The apparatus described above can easily be very expensive

compact, and it has been designed to be incorporated into a solid

dig unit mounted on a chute or other movable platform that can be easily moved from one place to another. Such a device, e.g. of the stdrrelsen 3.3 m high, 2.4 m long and 1.2 m wide, will accommodate a device that is able to o process approx. lOO m 3 steam per minute.
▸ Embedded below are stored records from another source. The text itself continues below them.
//! In-memory [`ItemStore`] implementation for tests.
//!
//! Uses a `BTreeMap` behind `std::sync::Mutex`; every trait method takes
//! the lock once, which gives the same per-call atomicity as a single SQL
//! statement.

use std::collections::{BTreeMap, HashMap};
use std::sync::Mutex;

use async_trait::async_trait;
use chrono::{DateTime, Utc};

use crate::error::StoreError;
use crate::models::{Item, ItemStatus, ItemUpdate, Listing, NotificationRecord, UpsertOutcome};

use super::ItemStore;

#[derive(Default)]
struct Tables {
    next_id: i64,
    items: BTreeMap<i64, Item>,
    by_external_id: HashMap<String, i64>,
    notifications: HashMap<String, NotificationRecord>,
}

/// In-memory store for tests.
#[derive(Default)]
pub struct InMemoryStore {
    tables: Mutex<Tables>,
}

impl InMemoryStore {
    pub fn new() -> Self {
        Self::default()
    }

    fn lock(&self) -> Result<std::sync::MutexGuard<'_, Tables>, StoreError> {
        self.tables
            .lock()
            .map_err(|_| StoreError::Backend("in-memory store lock poisoned".into()))
    }

    /// All notification records, in no particular order.
    pub fn notifications(&self) -> Vec<NotificationRecord> {
        self.lock()
            .map(|t| t.notifications.values().cloned().collect())
            .unwrap_or_default()
    }
}

#[async_trait]
impl ItemStore for InMemoryStore {
    async fn upsert_by_external_id(
        &self,
        listing: &Listing,
        now: DateTime<Utc>,
    ) -> Result<UpsertOutcome, StoreError> {
        let mut tables = self.lock()?;
        if let Some(id) = tables.by_external_id.get(&listing.external_id).copied() {
            let item = tables.items.get_mut(&id).ok_or(StoreError::NotFound(id))?;
            item.title = listing.title.clone();
            item.url = listing.url.clone();
            item.updated_at = now;
            return Ok(UpsertOutcome::Refreshed);
        }

        tables.next_id += 1;
        let id = tables.next_id;
        let mut item = Item::discovered(listing, now).enqueue();
        item.id = id;
        tables.by_external_id.insert(item.external_id.clone(), id);
        tables.items.insert(id, item);
        Ok(UpsertOutcome::Inserted)
    }

    async fn get_next_due(&self, now: DateTime<Utc>) -> Result<Option<Item>, StoreError> {
        let tables = self.lock()?;
        Ok(tables
            .items
            .values()
            .filter(|item| item.status == ItemStatus::Pending && item.next_attempt_at <= now)
            .min_by_key(|item| (item.next_attempt_at, item.id))
            .cloned())
    }

    async fn claim(&self, id: i64, now: DateTime<Utc>) -> Result<bool, StoreError> {
        let mut tables = self.lock()?;
        match tables.items.get_mut(&id) {
            Some(item) if item.status == ItemStatus::Pending => {
                item.status = ItemStatus::Fetching;
                item.updated_at = now;
                Ok(true)
            }
            Some(_) => Ok(false),
            None => Err(StoreError::NotFound(id)),
        }
    }

    async fn update_status(
        &self,
        id: i64,
        update: &ItemUpdate,
        now: DateTime<Utc>,
    ) -> Result<(), StoreError> {
        let mut tables = self.lock()?;
        let item = tables.items.get_mut(&id).ok_or(StoreError::NotFound(id))?;
        item.status = update.status;
        if let Some(retry_count) = update.retry_count {
            item.retry_count = retry_count;
        }
        if let Some(at) = update.next_attempt_at {
            item.next_attempt_at = at;
        }
        if let Some(error) = &update.last_error {
            item.last_error = error.clone();
        }
        item.updated_at = now;
        Ok(())
    }

    async fn get(&self, id: i64) -> Result<Option<Item>, StoreError> {
        Ok(self.lock()?.items.get(&id).cloned())
    }

    async fn get_by_external_id(&self, external_id: &str) -> Result<Option<Item>, StoreError> {
        let tables = self.lock()?;
        Ok(tables
            .by_external_id
            .get(external_id)
            .and_then(|id| tables.items.get(id))
            .cloned())
    }

    async fn record_notification(
        &self,
        external_id: &str,
        sent_at: DateTime<Utc>,
    ) -> Result<bool, StoreError> {
        let mut tables = self.lock()?;
        if tables.notifications.contains_key(external_id) {
            return Ok(false);
        }
        tables.notifications.insert(
            external_id.to_string(),
            NotificationRecord {
                external_id: external_id.to_string(),
                sent_at,
            },
        );
        Ok(true)
    }

    async fn has_notification(&self, external_id: &str) -> Result<bool, StoreError> {
        Ok(self.lock()?.notifications.contains_key(external_id))
    }

    async fn mark_notified(&self, id: i64) -> Result<(), StoreError> {
        let mut tables = self.lock()?;
        let item = tables.items.get_mut(&id).ok_or(StoreError::NotFound(id))?;
        if item.status == ItemStatus::Matched {
            item.notified = true;
        }
        Ok(())
    }

    async fn count_due(&self, now: DateTime<Utc>) -> Result<i64, StoreError> {
        let tables = self.lock()?;
        Ok(tables
            .items
            .values()
            .filter(|item| item.status == ItemStatus::Pending && item.next_attempt_at <= now)
            .count() as i64)
    }

    async fn count_by_status(&self) -> Result<Vec<(ItemStatus, i64)>, StoreError> {
        let tables = self.lock()?;
        Ok(ItemStatus::ALL
            .iter()
            .map(|status| {
                let n = tables.items.values().filter(|i| i.status == *status).count() as i64;
                (*status, n)
            })
            .filter(|(_, n)| *n > 0)
            .collect())
    }

    async fn count_notifications(&self) -> Result<i64, StoreError> {
        Ok(self.lock()?.notifications.len() as i64)
    }

    async fn count_seen_since(&self, since: DateTime<Utc>) -> Result<i64, StoreError> {
        let tables = self.lock()?;
        Ok(tables
            .items
            .values()
            .filter(|item| item.first_seen_at >= since)
            .count() as i64)
    }

    async fn count_notifications_since(&self, since: DateTime<Utc>) -> Result<i64, StoreError> {
        let tables = self.lock()?;
        Ok(tables
            .notifications
            .values()
            .filter(|record| record.sent_at >= since)
            .count() as i64)
    }

    async fn requeue_in_flight(&self, now: DateTime<Utc>) -> Result<u64, StoreError> {
        let mut tables = self.lock()?;
        let mut n = 0;
        for item in tables.items.values_mut() {
            if item.status == ItemStatus::Fetching {
                item.status = ItemStatus::Pending;
                item.updated_at = now;
                n += 1;
            }
        }
        Ok(n)
    }
}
A move-

bare unit of even smaller size for connection to ship tanks during loading of these and with a capacity of approx. 11 m 3 per minute has been constructed.

Claims (5)

1. Procedure for recovery of hydrocarbon stock- parts from vapors developed during the filling of tanks with volatile hydrocarbon liquids, including cooling the vapors to progressively lower temperatures in order to condense the vapors in two separate stages from which the condensed constituents are separately drawn off, characterized by the vapors in the first stage being cooled in a condensing zone to a dew point temperature of 1.7 - 0.6°C to effectively condense and separate the water vapor present in the vapors, after which the remaining vapors are cooled in the second stage to a temperature of -1.1 to -6.7°C to effectively condense and separate the remaining, condensable hydrocarbon components which are then recovered. 2. Method according to claim 1, characterized in that the vapors for introduction into each of the heating stages are fed through a layer of porous, solid material consisting of aluminum oxide-silicic acid particles and/or aluminum oxide particles impregnated with zinc oxide. 3. Method according to claim 2, characterized in that a covering amount of zinc oxide is used in the respective layers in the direction of flow of the vapors through the cooling steps. 4. Apparatus for carrying out the method according to claims 1-3, characterized in that it comprises a vertically arranged condensing column (15), line devices (R, H, IO - 13) for the supply of steam from a tank (T) in which they are developed, to an intermediate part of the column, two coils (16, 17) placed vertically in the column in the flow path for the upward vapors through the column, a layer of porous, particulate, solid material (18, 19) placed in front of each of the boiler coils in the flow path of the steam, devices (25 - 36) for circulating a freezing agent through the coils including devices for regulating the boiler temperature in the respective coils, as well as in a known manner devices (38, 40) for removing water from the lower part of the column end, devices (41 - 47) for removing condensed hydrocarbons from an intermediate level in the column, and an air duct (20) which is connected to the upper end of the column to release uncondensed vapors from it. 5. Apparatus according to claim 4, characterized in that it comprises a steam cooling device (13) comprising a closed spiral (14) connected to the air line (20) and placed in the steam cooling zone for the incoming steam.